Ce nouveau volet réglementaire s’articule autour de quatre axes majeurs. Le premier durcit le contrôle des exportations de métaux, d’alliages pour l’aérospatial et la défense, ainsi que des systèmes de brouillage pour drones, tout en interdisant 60 millions d’euros d’importations de minerais et de pièces automobiles russes. Le deuxième axe cible la logistique énergétique en inscrivant 30 nouveaux navires de la « flotte fantôme » sur liste noire et, pour la première fois, en étendant les sanctions aux navires de services (ravitaillement) ainsi qu’aux infrastructures critiques comme les ports et les raffineries. Le troisième pilier asphyxie les circuits financiers de contournement en interdisant les transactions avec 31 nouvelles banques russes et 20 institutions financières de pays tiers. Enfin, le quatrième axe introduit des mesures sociétales et commerciales inédites, telles que le blocage du secteur de la pêche (notamment le cabillaud) et une interdiction définitive de séjour dans l’UE pour tout individu ayant servi dans l’armée russe.

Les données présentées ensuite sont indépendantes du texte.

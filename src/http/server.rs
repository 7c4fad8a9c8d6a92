//! HTTP server setup and the GraphQL endpoint.
//!
//! # Responsibilities
//! - Create the Axum router for `/graphql` and `/health`
//! - Wire up middleware (security headers, request ID, tracing, timeout)
//! - Run admission, execution and masking for each GraphQL request
//! - Record metrics and operation stats for every outcome
//! - Serve with graceful shutdown

use axum::{
    body::Body,
    extract::{ConnectInfo, State},
    http::{HeaderMap, Request, StatusCode},
    response::{IntoResponse, Response},
    routing::{get, post},
    Json, Router,
};
use chrono::Utc;
use std::future::Future;
use std::net::SocketAddr;
use std::sync::Arc;
use std::time::{Duration, Instant};
use tokio::net::TcpListener;
use tower_http::{
    request_id::{PropagateRequestIdLayer, SetRequestIdLayer},
    timeout::TimeoutLayer,
    trace::TraceLayer,
};

use crate::admission::{AdmissionContext, AdmissionPipeline, Phase};
use crate::config::{GatewayConfig, SecurityConfig};
use crate::error::{GatewayError, GraphQLResponse};
use crate::gateway::{Execution, Executor, Registry};
use crate::http::request::{MakeRequestUuid, RequestContext};
use crate::http::response::{graphql_response, rejection_response};
use crate::observability::metrics;
use crate::observability::stats::{OperationRecord, OperationStats};
use crate::security::headers::{apply_cors, preflight_response, with_security_headers};
use crate::security::limits::read_body_capped;
use crate::security::{ErrorMasker, RateLimiter};

/// Application state injected into handlers.
#[derive(Clone)]
pub struct AppState {
    pub config: Arc<GatewayConfig>,
    pub security: Arc<SecurityConfig>,
    pub registry: Arc<Registry>,
    pub executor: Arc<Executor>,
    pub admission: Arc<AdmissionPipeline>,
    pub limiter: Arc<RateLimiter>,
    pub masker: ErrorMasker,
    pub stats: Arc<OperationStats>,
    pub started_at: Instant,
}

/// HTTP server for the gateway.
pub struct GatewayServer {
    router: Router,
}

impl GatewayServer {
    pub fn new(state: AppState) -> Self {
        let timeout = Duration::from_secs(state.config.timeouts.request_secs);
        Self {
            router: build_router(state, timeout),
        }
    }

    /// Run the server until `shutdown` resolves.
    pub async fn run<F>(self, listener: TcpListener, shutdown: F) -> Result<(), std::io::Error>
    where
        F: Future<Output = ()> + Send + 'static,
    {
        let addr = listener.local_addr()?;
        tracing::info!(address = %addr, "HTTP server starting");

        let app = self.router.into_make_service_with_connect_info::<SocketAddr>();
        axum::serve(listener, app)
            .with_graceful_shutdown(shutdown)
            .await?;

        tracing::info!("HTTP server stopped");
        Ok(())
    }
}

/// Build the Axum router with all middleware layers.
#[allow(deprecated)]
pub fn build_router(state: AppState, request_timeout: Duration) -> Router {
    let router = Router::new()
        .route("/graphql", post(graphql_handler).options(preflight_handler))
        .route("/health", get(health_handler))
        .with_state(state)
        .layer(TimeoutLayer::new(request_timeout))
        .layer(PropagateRequestIdLayer::x_request_id())
        .layer(TraceLayer::new_for_http())
        .layer(SetRequestIdLayer::x_request_id(MakeRequestUuid));

    with_security_headers(router)
}

async fn preflight_handler(State(state): State<AppState>, headers: HeaderMap) -> Response {
    preflight_response(&headers, &state.security.allowed_origins)
}

/// Gateway status for load balancers: 200 when composed, 503 when degraded.
async fn health_handler(State(state): State<AppState>) -> Response {
    let report = state.registry.health_report();
    let status = if state.registry.supergraph().is_composed() {
        StatusCode::OK
    } else {
        StatusCode::SERVICE_UNAVAILABLE
    };
    (status, Json(report)).into_response()
}

async fn graphql_handler(
    State(state): State<AppState>,
    ConnectInfo(peer): ConnectInfo<SocketAddr>,
    request: Request<Body>,
) -> Response {
    let start = Instant::now();
    let (parts, body) = request.into_parts();

    let context = RequestContext::from_headers(&parts.headers, peer, state.security.trust_forwarded_for);
    let mut admission = AdmissionContext::new(parts.headers, context, state.registry.supergraph());

    let result = admit_and_execute(&state, &mut admission, body).await;

    let (mut response, outcome, error_code, subgraphs) = match result {
        Ok(execution) => {
            let Execution {
                response: GraphQLResponse { data, errors },
                subgraphs,
            } = execution;
            let outcome = if errors.is_empty() { "success" } else { "partial" };
            let error_code = errors.first().and_then(|e| e.code()).map(str::to_string);
            let body = GraphQLResponse {
                data,
                errors: state.masker.mask_all(errors),
            };
            (graphql_response(StatusCode::OK, body), outcome, error_code, subgraphs)
        }
        Err(err) => {
            metrics::record_admission_rejection(err.code());
            if matches!(err, GatewayError::Internal(_)) {
                tracing::error!(error = %err, "Request failed");
            }
            (
                rejection_response(&err, &state.masker),
                "rejected",
                Some(err.code().as_str().to_string()),
                Vec::new(),
            )
        }
    };
    apply_cors(response.headers_mut(), admission.origin.as_ref());

    let request_id = admission.request.request_id.clone().unwrap_or_default();
    tracing::info!(
        request_id = %request_id,
        client = %admission.request.client_identity,
        operation = admission.operation_name.as_deref().unwrap_or("<anonymous>"),
        depth = ?admission.depth,
        complexity = ?admission.complexity,
        status = response.status().as_u16(),
        outcome,
        elapsed_ms = start.elapsed().as_millis() as u64,
        "GraphQL request finished"
    );

    metrics::record_request(outcome, start);
    state.stats.record(OperationRecord {
        timestamp: Utc::now(),
        request_id,
        operation_name: admission.operation_name.clone(),
        operation_kind: admission.shape.as_ref().map(|s| s.kind.as_str()),
        depth: admission.depth,
        complexity: admission.complexity,
        subgraphs,
        outcome,
        error_code,
        duration_ms: start.elapsed().as_millis() as u64,
    });

    response
}

/// Header phase, capped body read, document phase, then execution.
async fn admit_and_execute(
    state: &AppState,
    admission: &mut AdmissionContext,
    body: Body,
) -> Result<Execution, GatewayError> {
    state.admission.run_phase(Phase::Headers, admission)?;
    admission.body = read_body_capped(body, state.security.max_request_bytes).await?;
    state.admission.run_phase(Phase::Document, admission)?;

    let shape = admission.shape()?;
    state
        .executor
        .execute(
            &state.registry,
            &admission.supergraph,
            shape,
            &admission.variables,
            &admission.request,
        )
        .await
}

Face à cette accélération, le volet concernant la Biélorussie reste strictement aligné sur les règles applicables à la Russie afin de neutraliser toute tentative de contournement par cette frontière. Pour les exportateurs, la gestion manuelle de ces bases de données est devenue impossible. Un screening (criblage) automatisé des codes douaniers à l’importation, à l’exportation et au transit est désormais le seul moyen fiable de sécuriser les flux et de se conformer à cette réglementation en constante évolution.